Paris, 10 September 2012, Art Media Agency (AMA).
From 8 September to 11 November 2012, the Praz-Delavallade Gallery in Paris is displaying “The Petrified Forest”, a new exhibition of artist John Miller.
John Miller’s work is characterised by a multiform aspect: painting, sculpture, photography, and video. With humour, empathy, and perspicacity, his works immerse the spectator into the maelstrom of daily life and sublimate banality. In his previous series, Miller took an interest into the differences between the price and meaning of things, and questioned in depth the notion of worth in our capitalist societies. His most recent projects are dedicated to representations both critical and poetic of the emotional affects, of the relationships to “biopower” (concept elaborated by Michel Foucault) and of its impact on individuals.

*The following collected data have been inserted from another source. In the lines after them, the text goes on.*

/// Console commands that change the installed-package library or load a
/// package under development. Namespaced and bare spellings both appear
/// because either form works at the console.
const REBUILD_TRIGGERS: &[&str] = &[
	"install.packages",
	"remove.packages",
	"devtools::install_github",
	"install_github",
	"devtools::load_all",
	"load_all",
];

/// Whether one observed console line should schedule an index rebuild.
///
/// Prefix match against the trimmed line, case-sensitive. Anything before
/// the command (a comment marker, an assignment) defeats the match.
pub(crate) fn triggers_rebuild(input: &str) -> bool {
	let trimmed = input.trim();
	REBUILD_TRIGGERS.iter().any(|command| trimmed.starts_with(command))
}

In the new series of wooden relief paintings displayed in this exhibition, Miller uses again the subject of individuals crying in reality TV shows, a theme previously tackled in the “Everything Is Said” series. The use of a drab palette of colours, of greys and browns, takes the bad taste inherent in mass media from the images and highlights the paintings’ manufactured aspect. In his “Game Show Paintings” series (1998-2000), John Miller has focused on the coloured settings of TV games, in opposition with the candidates’ apparently interchangeable character. In opposition, the gendre of reality TV shows seems to focus on individuals and on staged or unstaged situations but John Miller chooses to depict the other side of the picture. Crying has indeed become a performative asset: angers, fights and tears represent strong moments in these shows. On the same level as beauty or charisma, the ability to show one’s emotions in front of cameras seems to have become an essential prerogative when participating in these shows. With his work, Miller reminds that every representation of reality necessarily requires a subjective point of view.
This is John Miller’s fourth solo exhibition in the Praz-Delavallade Gallery. Currently, his work is also displayed in group exhibitions at the Rubell Family Collection in Miami and at the Palais de Tokyo in Paris.